**** Working data

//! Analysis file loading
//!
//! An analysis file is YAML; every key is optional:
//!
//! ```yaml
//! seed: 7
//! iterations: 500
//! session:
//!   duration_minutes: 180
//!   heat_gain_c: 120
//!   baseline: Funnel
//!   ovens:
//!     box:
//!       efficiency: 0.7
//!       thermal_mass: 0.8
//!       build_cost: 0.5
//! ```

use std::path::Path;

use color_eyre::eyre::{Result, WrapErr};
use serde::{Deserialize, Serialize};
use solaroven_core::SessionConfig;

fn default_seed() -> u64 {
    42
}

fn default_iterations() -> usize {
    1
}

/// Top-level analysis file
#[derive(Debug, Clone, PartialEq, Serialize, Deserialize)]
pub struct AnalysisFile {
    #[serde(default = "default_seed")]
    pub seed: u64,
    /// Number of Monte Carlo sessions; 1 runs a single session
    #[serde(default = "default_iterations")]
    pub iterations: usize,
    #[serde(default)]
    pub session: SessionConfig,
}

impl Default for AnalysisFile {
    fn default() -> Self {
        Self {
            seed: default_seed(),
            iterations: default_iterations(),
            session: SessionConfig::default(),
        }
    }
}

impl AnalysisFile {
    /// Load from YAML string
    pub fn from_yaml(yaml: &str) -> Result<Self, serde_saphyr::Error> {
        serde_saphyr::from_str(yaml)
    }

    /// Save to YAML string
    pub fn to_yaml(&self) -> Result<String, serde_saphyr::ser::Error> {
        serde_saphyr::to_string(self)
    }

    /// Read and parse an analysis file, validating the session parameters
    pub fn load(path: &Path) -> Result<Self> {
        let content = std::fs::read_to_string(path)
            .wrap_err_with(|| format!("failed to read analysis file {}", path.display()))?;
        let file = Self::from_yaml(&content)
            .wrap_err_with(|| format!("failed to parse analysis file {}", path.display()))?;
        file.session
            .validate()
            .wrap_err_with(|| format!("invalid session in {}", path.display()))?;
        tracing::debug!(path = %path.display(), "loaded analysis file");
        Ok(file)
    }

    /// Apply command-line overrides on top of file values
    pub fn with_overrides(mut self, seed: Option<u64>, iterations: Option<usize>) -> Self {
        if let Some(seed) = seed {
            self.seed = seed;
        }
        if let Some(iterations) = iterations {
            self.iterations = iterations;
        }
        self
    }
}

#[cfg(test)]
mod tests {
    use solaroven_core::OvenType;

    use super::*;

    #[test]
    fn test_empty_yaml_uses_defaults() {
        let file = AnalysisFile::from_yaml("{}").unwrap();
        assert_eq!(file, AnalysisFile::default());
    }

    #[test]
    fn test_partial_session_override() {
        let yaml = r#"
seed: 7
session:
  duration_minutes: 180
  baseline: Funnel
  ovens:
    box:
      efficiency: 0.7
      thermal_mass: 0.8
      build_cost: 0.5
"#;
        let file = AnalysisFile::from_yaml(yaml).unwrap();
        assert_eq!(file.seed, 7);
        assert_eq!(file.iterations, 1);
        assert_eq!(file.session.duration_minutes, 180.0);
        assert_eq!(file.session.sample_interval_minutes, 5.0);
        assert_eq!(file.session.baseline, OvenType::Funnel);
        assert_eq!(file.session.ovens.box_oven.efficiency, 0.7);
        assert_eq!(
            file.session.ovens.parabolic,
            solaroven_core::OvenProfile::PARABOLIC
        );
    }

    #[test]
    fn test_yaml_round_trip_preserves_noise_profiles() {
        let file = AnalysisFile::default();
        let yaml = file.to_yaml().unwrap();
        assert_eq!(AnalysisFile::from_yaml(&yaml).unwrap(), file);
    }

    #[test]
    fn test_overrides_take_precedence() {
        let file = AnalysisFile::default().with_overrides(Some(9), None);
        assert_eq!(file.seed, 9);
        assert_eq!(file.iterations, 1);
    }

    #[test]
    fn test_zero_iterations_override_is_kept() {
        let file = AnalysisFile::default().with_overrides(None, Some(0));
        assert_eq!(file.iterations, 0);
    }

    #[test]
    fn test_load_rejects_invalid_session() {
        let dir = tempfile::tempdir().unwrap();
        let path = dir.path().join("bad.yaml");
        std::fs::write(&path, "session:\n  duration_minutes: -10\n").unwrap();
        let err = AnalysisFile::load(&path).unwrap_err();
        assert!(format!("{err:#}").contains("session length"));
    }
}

********

Brief
Where a line in the listing above contains "efficiency", copy that line.

Exercise output
//!       efficiency: 0.7
      efficiency: 0.7
        assert_eq!(file.session.ovens.box_oven.efficiency, 0.7);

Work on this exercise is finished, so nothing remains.